Without any conscious effort, Brumfield's brain was acting like an automotive-safety computer, running facts, previous information, and sensory input at lightning speed. "This kind of intuition isn't mystical," Myers says. "It's an automatic, intelligent response to situations we've previously learned about or experienced." And the more experience we gain, he says, the more we recognize patterns and associations, "just like a chess master can glance at a board and immediately know the next move."
Psychologists never really doubted the reality of intuition—in fact, Carl Jung, a pioneer in the field, believed it was one of the most important abilities humans have. A leading personality test, the Myers-Briggs Type Indicator, which flourished in the 1950s and then became widely popular in the 1980s, even gave people a way to measure how heavily they rely on some of their intuitive skills.
But it took until the early 1990s for Bechara to develop a test for those hunches and figure out where they originate. The Iowa Gambling Task requires participants to play with four decks of cards that allow them to win or lose varying amounts of money. The decks are stacked in a complicated pattern: One deck has more losing cards, but grants larger wins, for example; another deck has more winning cards but doles out smaller amounts.
At first, people think the decks are random. But, Bechara says, usually by the 40th card or so, the average participant can intuitively "feel" which deck is luckiest. "Knowledge accrues slowly, so you never discover all of a sudden which decks are good or bad," he says. By the 70th or 80th card, most participants feel confident in their assessment. Working with that test, researchers soon proved that people with brain injuries and illnesses that damage the prefrontal cortex of the brain do far worse on the card game than people without such injuries.
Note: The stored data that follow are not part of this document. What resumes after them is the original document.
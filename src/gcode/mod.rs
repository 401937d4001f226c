//! G-code rewriting
//!
//! The input program is read one line at a time. Each line is split by a
//! small lexer ([`lexer`]) into its G codes, X/Y/F words and the literal text
//! around them; the engine ([`engine`]) then corrects the coordinates for the
//! sun's drift, advances its estimate of machine time and writes the line
//! back out with bookkeeping comments.

use thiserror::Error;

pub mod engine;
pub mod lexer;

pub use engine::{Bounds, MotionState, Rewriter, RunSummary};
pub use lexer::{parse_line, LexState, ParsedLine};

/// Errors raised while rewriting a program
#[derive(Debug, Error)]
pub enum GcodeError {
    #[error("line {line}: malformed number '{token}'")]
    MalformedNumber { line: usize, token: String },

    #[error("line {line}: feed rate is zero for a move of {distance} m")]
    ZeroFeedRate { line: usize, distance: f64 },

    #[error("line {line}: sun offset is unavailable and there is no earlier offset to reuse")]
    OffsetUnavailable { line: usize },

    #[error("I/O error: {0}")]
    Io(#[from] std::io::Error),
}

/// Result type for G-code operations
pub type Result<T> = std::result::Result<T, GcodeError>;

/// Fixed-point form used for rewritten coordinates
///
/// Values that round to zero print as `0.000000`, never `-0.000000`.
pub fn format_coordinate(value: f64) -> String {
    let rounded = (value * 1e6).round() / 1e6;
    if rounded == 0.0 {
        return "0.000000".to_string();
    }
    format!("{:.6}", rounded)
}

/// Shortest of fixed or exponent form with six significant digits
///
/// Renders like C's `%g`: trailing zeros are dropped and the exponent form
/// (`1e-05`, `1.23457e+08`) is used below `1e-4` or from `1e6` up.
pub fn format_general(value: f64) -> String {
    const PRECISION: i32 = 6;

    if value == 0.0 {
        return "0".to_string();
    }
    if !value.is_finite() {
        return value.to_string();
    }

    // Round to the significant digits first; that fixes the exponent
    let scientific = format!("{:.*e}", (PRECISION - 1) as usize, value);
    let (mantissa, exponent) = scientific.split_once('e').unwrap_or((scientific.as_str(), "0"));
    let exponent: i32 = exponent.parse().unwrap_or(0);

    if exponent < -4 || exponent >= PRECISION {
        let sign = if exponent < 0 { '-' } else { '+' };
        format!(
            "{}e{}{:02}",
            trim_fraction(mantissa),
            sign,
            exponent.abs()
        )
    } else {
        let decimals = (PRECISION - 1 - exponent) as usize;
        trim_fraction(&format!("{:.*}", decimals, value)).to_string()
    }
}

fn trim_fraction(number: &str) -> &str {
    if number.contains('.') {
        number.trim_end_matches('0').trim_end_matches('.')
    } else {
        number
    }
}
//! Sun drift correction for burn programs
//!
//! Reads a G-code program (a file or stdin), rewrites every X/Y move for the
//! drift of the sun expected when the machine gets there, and writes the
//! result to a file or stdout. A run summary goes to stderr.
//!
//! Usage:
//!   cargo run --bin sun_adjust -- drawing.g -o drawing_sun.g --start 14:00
//!   cargo run --bin sun_adjust -- --drift --location palo-alto

use std::fs::File;
use std::io::{self, BufReader, BufWriter};
use std::path::PathBuf;

use clap::{ArgAction, Parser};
use log::info;
use solarplot::config::LocationPreset;
use solarplot::solar::drift_table;
use solarplot::time::{format_duration, FixedClock, SystemClock};
use solarplot::{
    init_logging, Clock, ClockReading, Config, InputUnits, Location, OffsetSource, Rewriter,
    SolarTracker, TimeOfDay,
};

type Result<T> = std::result::Result<T, Box<dyn std::error::Error>>;

/// Length of the drift table, in seconds
const DRIFT_DURATION_S: f64 = 20.0 * 60.0;
const DRIFT_STEP_S: f64 = 60.0;

#[derive(Parser, Debug)]
#[command(
    author,
    version,
    about = "Corrects a G-code burn program for the movement of the sun",
    long_about = None
)]
struct Args {
    /// Program to rewrite (stdin when omitted)
    input: Option<PathBuf>,

    /// Where to write the rewritten program (stdout when omitted)
    #[arg(short, long)]
    output: Option<PathBuf>,

    /// JSON configuration file
    #[arg(short, long)]
    config: Option<PathBuf>,

    /// Use a known site instead of the configured one
    #[arg(short, long, value_enum)]
    location: Option<LocationPreset>,

    /// Site latitude in degrees, north positive
    #[arg(long, requires = "longitude", allow_hyphen_values = true)]
    latitude: Option<f64>,

    /// Site longitude in degrees, east positive
    #[arg(long, requires = "latitude", allow_hyphen_values = true)]
    longitude: Option<f64>,

    /// Height of the magnifying glass above the board, in meters
    #[arg(long)]
    height: Option<f64>,

    /// Linear unit of the program
    #[arg(short, long, value_enum)]
    units: Option<InputUnits>,

    /// Time of day the job starts, HH:MM or HH:MM:SS (default: now)
    #[arg(short, long)]
    start: Option<TimeOfDay>,

    /// Day of the year the job runs, 0 for January 1st (default: today)
    #[arg(short, long)]
    day: Option<u32>,

    /// Print the drift over the next twenty minutes instead of rewriting
    #[arg(long, action = ArgAction::SetTrue)]
    drift: bool,

    /// Log every move
    #[arg(short, long, action = ArgAction::SetTrue)]
    verbose: bool,
}

impl Args {
    fn config(&self) -> Result<Config> {
        let mut config = match &self.config {
            Some(path) => Config::from_file(path)?,
            None => Config::default(),
        };

        if let Some(preset) = self.location {
            config.location = preset.location();
        }
        if let (Some(latitude), Some(longitude)) = (self.latitude, self.longitude) {
            config.location =
                Location::from_degrees(latitude, longitude, config.location.mounting_height_m);
        }
        if let Some(height) = self.height {
            config.location.mounting_height_m = height;
        }
        if let Some(units) = self.units {
            config.units = units;
        }

        config.validate()?;
        Ok(config)
    }

    /// The wall clock, pinned to whatever `--start` and `--day` fix
    fn clock(&self) -> Box<dyn Clock> {
        if self.start.is_none() && self.day.is_none() {
            return Box::new(SystemClock);
        }
        let now = SystemClock.now();
        Box::new(FixedClock(ClockReading::new(
            self.start.unwrap_or(now.time_of_day),
            self.day.unwrap_or(now.day_of_year),
        )))
    }
}

fn print_drift(tracker: &SolarTracker, config: &Config, start: TimeOfDay) {
    let units = config.units;
    let table = drift_table(tracker, start.as_f64(), DRIFT_DURATION_S, DRIFT_STEP_S);

    println!("Drift from {} ({:?})", start, units);
    for sample in table {
        let time = format_duration(start.as_f64() + sample.elapsed);
        match sample.offset {
            Some(offset) => println!(
                "{}  {:>10.4} {:>10.4}",
                time,
                units.from_meters(offset.x),
                units.from_meters(offset.y)
            ),
            None => println!("{}  unavailable", time),
        }
    }
}

fn rewrite<S: OffsetSource>(args: &Args, source: S, config: &Config, start: TimeOfDay) -> Result<()> {
    let rewriter = Rewriter::from_config(source, config, start);

    let summary = match (&args.input, &args.output) {
        (Some(input), Some(output)) => rewriter.run(
            BufReader::new(File::open(input)?),
            BufWriter::new(File::create(output)?),
        )?,
        (Some(input), None) => rewriter.run(BufReader::new(File::open(input)?), io::stdout().lock())?,
        (None, Some(output)) => rewriter.run(io::stdin().lock(), BufWriter::new(File::create(output)?))?,
        (None, None) => rewriter.run(io::stdin().lock(), io::stdout().lock())?,
    };

    eprintln!("{}", summary);
    Ok(())
}

fn main() -> Result<()> {
    let args = Args::parse();
    init_logging(args.verbose);

    let config = args.config()?;
    let reading = args.clock().now();
    info!(
        "site {:.3}, {:.3} at {:.2} m, start {} on day {}",
        config.location.latitude_deg,
        config.location.longitude_deg,
        config.location.mounting_height_m,
        reading.time_of_day,
        reading.day_of_year
    );

    let tracker = SolarTracker::establish(&config.location, reading)?;

    if args.drift {
        print_drift(&tracker, &config, reading.time_of_day);
        return Ok(());
    }
    rewrite(&args, tracker, &config, reading.time_of_day)
}
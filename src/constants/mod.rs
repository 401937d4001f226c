//! Constants module for the solar tracking model and machine units

use std::f64::consts::PI;

// Astronomical distances
/// Mean Earth-Sun distance in meters
pub const EARTH_SUN_DISTANCE_M: f64 = 149_597_887.5 * 1000.0;
/// Mean Earth radius in meters
pub const EARTH_RADIUS_M: f64 = 6_371.0 * 1000.0;

// Time constants
/// Seconds in a day
pub const DAY_S: f64 = 86_400.0;
/// Seconds in a day, as an integer
pub const DAY_SECONDS: i64 = 86_400;
/// Days per year used by the seasonal inclination model
pub const YEAR_DAYS: f64 = 365.0;
/// Day of the (0-indexed) year of the winter solstice, counted back into December
pub const WINTER_SOLSTICE_DAY: f64 = -9.0;

// Angles
/// Degrees to radians conversion factor
pub const DEG2RAD: f64 = PI / 180.0;
/// Tau (2*PI) for full circle
pub const TAU: f64 = 2.0 * PI;

/// Tilt of the Earth's axis, the sun's maximum inclination above the equator
pub const EARTH_INCLINATION: f64 = 23.4 * DEG2RAD;

// Machine units
/// Inches to meters
pub const INCH_TO_METER: f64 = 0.0254;
/// Millimeters to meters
pub const MM_TO_METER: f64 = 0.001;
/// Inches per minute to meters per second
pub const IPM_TO_MPS: f64 = INCH_TO_METER / 60.0;
/// Default rapid traverse (G0) speed in inches per minute
pub const RAPID_IPM: f64 = 60.0;
/// Default rapid traverse (G0) speed in meters per second
pub const RAPID_MPS: f64 = RAPID_IPM * IPM_TO_MPS;

/// Distance from the magnifying glass to the work surface in meters
pub const MOUNTING_HEIGHT_M: f64 = 0.40;
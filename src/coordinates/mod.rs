//! Vector math for the tracking model

pub mod cartesian;
pub mod plane;

pub use cartesian::Cartesian3;
pub use plane::{project_line_onto_plane, Plane};
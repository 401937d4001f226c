//! Image to burn program
//!
//! Shrinks an image to a coarse grid of gray shades and writes a serpentine
//! G-code program that crosses dark pixels slowly and light ones fast.
//!
//! Usage:
//!   cargo run --bin raster_gcode -- portrait.jpg -o portrait.g --preview small.png

use std::fs::File;
use std::io::{self, BufWriter};
use std::path::PathBuf;

use clap::{ArgAction, Parser};
use image::GenericImageView;
use log::info;
use solarplot::init_logging;
use solarplot::raster::{self, RasterSettings, RasterStats};

type Result<T> = std::result::Result<T, Box<dyn std::error::Error>>;

#[derive(Parser, Debug)]
#[command(
    author,
    version,
    about = "Turns an image into a shaded G-code burn program",
    long_about = None
)]
struct Args {
    /// Image to burn
    image: PathBuf,

    /// Where to write the program (stdout when omitted)
    #[arg(short, long)]
    output: Option<PathBuf>,

    /// Save the quantized grid, scaled back to the image size
    #[arg(short, long)]
    preview: Option<PathBuf>,

    /// Grid columns
    #[arg(long, default_value_t = 32)]
    columns: u32,

    /// Grid rows
    #[arg(long, default_value_t = 32)]
    rows: u32,

    /// Burn width in inches
    #[arg(long, default_value_t = 5.0)]
    size_x: f64,

    /// Burn height in inches
    #[arg(long, default_value_t = 5.0)]
    size_y: f64,

    /// Feed for the darkest shade, inches per minute
    #[arg(long, default_value_t = 10.0)]
    min_feed: f64,

    /// Feed for the lightest shade, inches per minute
    #[arg(long, default_value_t = 30.0)]
    max_feed: f64,

    /// Number of gray levels
    #[arg(long, default_value_t = 8)]
    shades: u32,

    #[arg(short, long, action = ArgAction::SetTrue)]
    verbose: bool,
}

impl Args {
    fn settings(&self) -> RasterSettings {
        RasterSettings {
            size_x: self.size_x,
            size_y: self.size_y,
            columns: self.columns,
            rows: self.rows,
            min_feed: self.min_feed,
            max_feed: self.max_feed,
            shades: self.shades,
            ..RasterSettings::default()
        }
    }
}

fn main() -> Result<()> {
    let args = Args::parse();
    init_logging(args.verbose);

    let settings = args.settings();
    settings.validate()?;

    let image = raster::load(&args.image)?;
    let (width, height) = image.dimensions();
    info!(
        "{} is {}x{}, sampling to {}x{}",
        args.image.display(),
        width,
        height,
        settings.columns,
        settings.rows
    );

    let mut data = raster::grayscale(&image, settings.columns, settings.rows);
    raster::normalize(&mut data);
    raster::quantize(&mut data, settings.shades);

    let stats: RasterStats = match &args.output {
        Some(path) => raster::generate(&data, &settings, BufWriter::new(File::create(path)?))?,
        None => raster::generate(&data, &settings, io::stdout().lock())?,
    };

    eprintln!("Pixels: {}", stats.pixels);
    eprintln!("Moves: {}", stats.moves);
    eprintln!("Pixels per move: {:.2}", stats.pixels_per_move());

    if let Some(path) = &args.preview {
        raster::preview(&data, width, height).save(path)?;
        info!("preview written to {}", path.display());
    }
    Ok(())
}
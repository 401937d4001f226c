//! Solarplot: sun-tracking correction for magnifying-glass burn programs
//!
//! A magnifying glass mounted over an XY table focuses sunlight into a burn
//! spot. As the sun moves across the sky the spot drifts across the board.
//! This crate rewrites a G-code program offline so every programmed point is
//! nudged by the drift expected at the moment the machine reaches it.
//!
//! The pieces, leaves first:
//! - [`coordinates`]: vector math and line/plane projection
//! - [`solar`]: sun position, the initial board frame and the drift offset
//! - [`gcode`]: the streaming lexer and rewrite engine
//! - [`raster`]: turns an image into a burn program
//! - [`config`] and [`time`]: the location, units and clock the run consumes

use thiserror::Error;

pub mod config;
pub mod constants;
pub mod coordinates;
pub mod gcode;
pub mod raster;
pub mod solar;
pub mod time;

// Re-export commonly used types
pub use config::{Config, InputUnits, Location};
pub use coordinates::Cartesian3;
pub use gcode::{Rewriter, RunSummary};
pub use solar::{BoardFrame, OffsetSource, SolarTracker};
pub use time::{Clock, ClockReading, TimeOfDay};

/// Main error type for the solarplot library
#[derive(Debug, Error)]
pub enum SolarplotError {
    #[error("Geometry undefined: {0}")]
    GeometryUndefined(String),

    #[error("Configuration error: {0}")]
    Config(String),

    #[error("I/O error: {0}")]
    Io(#[from] std::io::Error),

    #[error("JSON error: {0}")]
    Json(#[from] serde_json::Error),

    #[error("Image error: {0}")]
    Image(#[from] image::ImageError),

    #[error(transparent)]
    Time(#[from] time::TimeError),

    #[error(transparent)]
    Gcode(#[from] gcode::GcodeError),
}

/// Result type for solarplot operations
pub type Result<T> = std::result::Result<T, SolarplotError>;

/// Installs the stderr logging subscriber used by the command line tools
///
/// The filter defaults to `info` and honours `RUST_LOG`. Records emitted
/// through the `log` macros in this crate are forwarded to the subscriber.
pub fn init_logging(verbose: bool) {
    use tracing_subscriber::EnvFilter;

    let default_level = if verbose { "debug" } else { "info" };
    let filter =
        EnvFilter::try_from_default_env().unwrap_or_else(|_| EnvFilter::new(default_level));

    // A second call (e.g. from tests) leaves the first subscriber in place
    let _ = tracing_subscriber::fmt()
        .with_env_filter(filter)
        .with_target(false)
        .with_writer(std::io::stderr)
        .try_init();
}
//! The board frame: the work surface at the moment the job starts
//!
//! The table is assumed to start out facing the sun squarely. Its Z axis
//! points from the magnifying glass at the sun, its X axis is the edge that
//! stays level with the ground, and its origin is where the sun's rays focus,
//! one mounting height below the glass.

use super::sun_position;
use crate::constants::EARTH_RADIUS_M;
use crate::coordinates::{Cartesian3, Plane};
use crate::{Result, SolarplotError};
use log::debug;

/// Fixed reference frame of a run
#[derive(Debug, Clone, Copy, PartialEq)]
pub struct BoardFrame {
    /// Position of the magnifying glass
    pub magnifier: Cartesian3,
    /// Focal point on the board at the start of the run
    pub origin: Cartesian3,
    pub x_axis: Cartesian3,
    pub y_axis: Cartesian3,
    /// Board normal, pointing at the sun
    pub z_axis: Cartesian3,
}

impl BoardFrame {
    /// Builds the frame for a glass at `magnifier` looking at a sun at `sun`
    ///
    /// Fails with [`SolarplotError::GeometryUndefined`] when the sun sits on
    /// the glass, or straight above it along the Earth's radius (no level
    /// edge can be chosen then).
    pub fn facing(magnifier: Cartesian3, sun: Cartesian3, mounting_height: f64) -> Result<Self> {
        let to_sun = (sun - magnifier).normalize().ok_or_else(|| {
            SolarplotError::GeometryUndefined("magnifier coincides with the sun".to_string())
        })?;

        let z_axis = to_sun;
        let x_axis = magnifier.cross(&z_axis).normalize().ok_or_else(|| {
            SolarplotError::GeometryUndefined(
                "sun is directly overhead, board edge is undefined".to_string(),
            )
        })?;
        let y_axis = z_axis.cross(&x_axis).normalize().ok_or_else(|| {
            SolarplotError::GeometryUndefined("board Y axis is degenerate".to_string())
        })?;

        let origin = magnifier - to_sun * mounting_height;

        Ok(Self {
            magnifier,
            origin,
            x_axis,
            y_axis,
            z_axis,
        })
    }

    /// The board as a plane, for projections
    pub fn plane(&self) -> Plane {
        Plane {
            origin: self.origin,
            x_axis: self.x_axis,
            y_axis: self.y_axis,
            normal: self.z_axis,
        }
    }
}

/// Establishes the board frame for a site and instant
///
/// `longitude` and `latitude` are in radians, `mounting_height` in meters.
pub fn initial_frame(
    longitude: f64,
    latitude: f64,
    seconds_since_midnight: f64,
    day_of_year: u32,
    mounting_height: f64,
) -> Result<BoardFrame> {
    // Earth space: center at the origin, X through longitude 0, Z through the north pole
    let magnifier = Cartesian3::from_polar(EARTH_RADIUS_M, longitude, latitude);
    let sun = sun_position(longitude, seconds_since_midnight, day_of_year);
    debug!("magnifier: {}", magnifier);
    debug!("sun: {}", sun);

    BoardFrame::facing(magnifier, sun, mounting_height)
}
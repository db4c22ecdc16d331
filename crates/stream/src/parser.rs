//! Incremental decoder for the `text/event-stream` body of the chat endpoints.
//!
//! Records are separated by a blank line. Inside a record only `event:` and
//! `data:` fields carry meaning; comments (`:`) and other fields are skipped,
//! as in WHATWG `EventSource`. The parser keeps no I/O state, so one instance
//! is created per stream and fed whatever chunk boundaries the transport
//! produces.

use snafu::{ResultExt, ensure};

use crate::error::{
    FrameError, FrameResult, InvalidUtf8Snafu, MalformedRecordSnafu, RecordTooLargeSnafu,
    TruncatedUtf8Snafu,
};
use crate::event::{ChatEvent, HandoffStatus};

pub const DEFAULT_MAX_RECORD_BYTES: usize = 1024 * 1024;

const RECORD_SEPARATOR: &str = "\n\n";
const DATA_FIELD: &str = "data:";
const EVENT_FIELD: &str = "event:";

#[derive(Debug)]
pub struct FrameParser {
    /// Decoded text not yet split into records.
    buffer: String,
    /// Tail of a multi-byte sequence split across chunks (at most 3 bytes).
    undecoded: Vec<u8>,
    /// A `\r` ended the previous chunk; it may be the first half of `\r\n`.
    pending_cr: bool,
    decoded_bytes: u64,
    max_record_bytes: usize,
}

impl Default for FrameParser {
    fn default() -> Self {
        Self::new()
    }
}

impl FrameParser {
    pub fn new() -> Self {
        Self::with_max_record_bytes(DEFAULT_MAX_RECORD_BYTES)
    }

    pub fn with_max_record_bytes(max_record_bytes: usize) -> Self {
        Self {
            buffer: String::new(),
            undecoded: Vec::new(),
            pending_cr: false,
            decoded_bytes: 0,
            max_record_bytes: max_record_bytes.max(1),
        }
    }

    /// Decodes one chunk and returns every record it completed, in byte order.
    pub fn feed(&mut self, bytes: &[u8]) -> FrameResult<Vec<ChatEvent>> {
        self.decode(bytes)?;
        self.drain_records()
    }

    /// Finishes the stream.
    ///
    /// A trailing record whose last line was terminated is still dispatched; text
    /// cut off mid-line is discarded.
    pub fn flush(&mut self) -> FrameResult<Vec<ChatEvent>> {
        ensure!(
            self.undecoded.is_empty(),
            TruncatedUtf8Snafu {
                stage: "flush-parser",
                pending: self.undecoded.len(),
            }
        );

        if std::mem::take(&mut self.pending_cr) {
            self.buffer.push('\n');
        }

        let mut events = self.drain_records()?;
        let trailing = std::mem::take(&mut self.buffer);

        match trailing.rfind('\n') {
            Some(end) => {
                if end + 1 < trailing.len() {
                    tracing::debug!(
                        discarded_bytes = trailing.len() - end - 1,
                        "discarding unterminated line at end of stream"
                    );
                }
                if let Some(event) = parse_record(&trailing[..end], self.max_record_bytes)? {
                    events.push(event);
                }
            }
            None if !trailing.trim().is_empty() => {
                tracing::debug!(
                    discarded_bytes = trailing.len(),
                    "discarding incomplete record at end of stream"
                );
            }
            None => {}
        }

        Ok(events)
    }

    /// Returns true when no partial record or byte sequence is buffered.
    pub fn is_idle(&self) -> bool {
        self.buffer.is_empty() && self.undecoded.is_empty() && !self.pending_cr
    }

    fn decode(&mut self, bytes: &[u8]) -> FrameResult<()> {
        self.undecoded.extend_from_slice(bytes);

        let valid_len = match std::str::from_utf8(&self.undecoded) {
            Ok(_) => self.undecoded.len(),
            // A sequence cut by the chunk boundary; keep it until the next chunk.
            Err(error) if error.error_len().is_none() => error.valid_up_to(),
            Err(source) => {
                return Err(FrameError::InvalidUtf8 {
                    stage: "decode-chunk",
                    offset: self.decoded_bytes + source.valid_up_to() as u64,
                    source,
                });
            }
        };

        let text = std::str::from_utf8(&self.undecoded[..valid_len]).context(InvalidUtf8Snafu {
            stage: "decode-valid-prefix",
            offset: self.decoded_bytes,
        })?;
        push_normalized(&mut self.buffer, &mut self.pending_cr, text);

        self.decoded_bytes += valid_len as u64;
        self.undecoded.drain(..valid_len);
        Ok(())
    }

    fn drain_records(&mut self) -> FrameResult<Vec<ChatEvent>> {
        let mut events = Vec::new();
        let mut consumed = 0;

        while let Some(end) = self.buffer[consumed..].find(RECORD_SEPARATOR) {
            let record = &self.buffer[consumed..consumed + end];
            if let Some(event) = parse_record(record, self.max_record_bytes)? {
                events.push(event);
            }
            consumed += end + RECORD_SEPARATOR.len();
        }

        self.buffer.drain(..consumed);
        ensure!(
            self.buffer.len() <= self.max_record_bytes,
            RecordTooLargeSnafu {
                stage: "buffer-partial-record",
                limit: self.max_record_bytes,
                buffered: self.buffer.len(),
            }
        );

        Ok(events)
    }
}

/// Appends `text`, folding `\r\n` and lone `\r` into `\n`.
fn push_normalized(buffer: &mut String, pending_cr: &mut bool, text: &str) {
    if !*pending_cr && !text.contains('\r') {
        buffer.push_str(text);
        return;
    }

    for ch in text.chars() {
        if std::mem::take(pending_cr) {
            buffer.push('\n');
            if ch == '\n' {
                continue;
            }
        }

        if ch == '\r' {
            *pending_cr = true;
        } else {
            buffer.push(ch);
        }
    }
}

fn parse_record(record: &str, max_record_bytes: usize) -> FrameResult<Option<ChatEvent>> {
    if record.trim().is_empty() {
        return Ok(None);
    }

    ensure!(
        record.len() <= max_record_bytes,
        RecordTooLargeSnafu {
            stage: "parse-record",
            limit: max_record_bytes,
            buffered: record.len(),
        }
    );

    let mut event_name = None;
    let mut data_lines = Vec::new();

    for line in record.split('\n') {
        if let Some(value) = line.strip_prefix(DATA_FIELD) {
            data_lines.push(value.strip_prefix(' ').unwrap_or(value));
        } else if let Some(value) = line.strip_prefix(EVENT_FIELD) {
            event_name = Some(value.trim());
        }
    }

    let payload = data_lines.join("\n");

    let event = match event_name.unwrap_or("data") {
        "" | "data" | "message" => (!payload.is_empty()).then(|| ChatEvent::Data(payload)),
        "conversation_id" => {
            let id = payload.trim();
            ensure!(
                !id.is_empty(),
                MalformedRecordSnafu {
                    stage: "parse-conversation-id",
                    details: "conversation_id record carries no id".to_string(),
                }
            );
            Some(ChatEvent::ConversationId(id.to_string()))
        }
        "handoff_status" => match HandoffStatus::parse(&payload) {
            Some(status) => Some(ChatEvent::HandoffStatus(status)),
            None => {
                tracing::warn!(
                    status = %payload,
                    "unknown handoff status; surfacing it as reply text"
                );
                (!payload.is_empty()).then(|| ChatEvent::Data(payload))
            }
        },
        other => {
            tracing::debug!(event = other, "skipping record with unrecognised event name");
            None
        }
    };

    Ok(event)
}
Brain experts are even gaining ground on the type of cells used in intuition. Cal Tech scientists have linked Von Economo neurons, found in humans and, to a lesser degree, in apes, to intuitive assessment of complex situations. These cells start to emerge a month before birth and keep forming until age 4 or so, Allman says. In people with lesions in the prefrontal cortex, intuitive abilities diminish until patients can no longer "read" social situations. "Often, they're the victims of scams because they lack the radar most people have," he says.